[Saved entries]
▬▬▬

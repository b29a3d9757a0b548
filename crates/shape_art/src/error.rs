//! Error types and result alias for the crate.
//!
//! This module defines [`enum@crate::error::Error`] and the crate-wide [Result] alias.
//! Variants cover invalid parameters, unknown component types, missing components, empty
//! style pools and generic errors.
use thiserror::Error;

pub type Result<T> = std::result::Result<T, Error>;

#[non_exhaustive]
#[derive(Debug, Error)]
pub enum Error {
    #[error("invalid parameter: {0}")]
    InvalidParameter(String),

    #[error("component '{id}' has unknown type '{tag}'")]
    UnknownComponentType { id: String, tag: String },

    #[error("component '{id}' not found")]
    NotFound { id: String },

    #[error("component '{id}' has an empty '{pool}' pool")]
    EmptyPool { id: String, pool: &'static str },

    #[error("{0}")]
    Other(String),
}

impl From<String> for Error {
    fn from(value: String) -> Self {
        Error::Other(value)
    }
}

impl From<&str> for Error {
    fn from(value: &str) -> Self {
        Error::Other(value.to_owned())
    }
}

▬▬▬

• [PROBLEM DESCRIPTION]: Which lines above include the word "alias"? Pick them out and copy them.

• [SOLVED PROBLEM]:
//! Error types and result alias for the crate.
//! This module defines [`enum@crate::error::Error`] and the crate-wide [Result] alias.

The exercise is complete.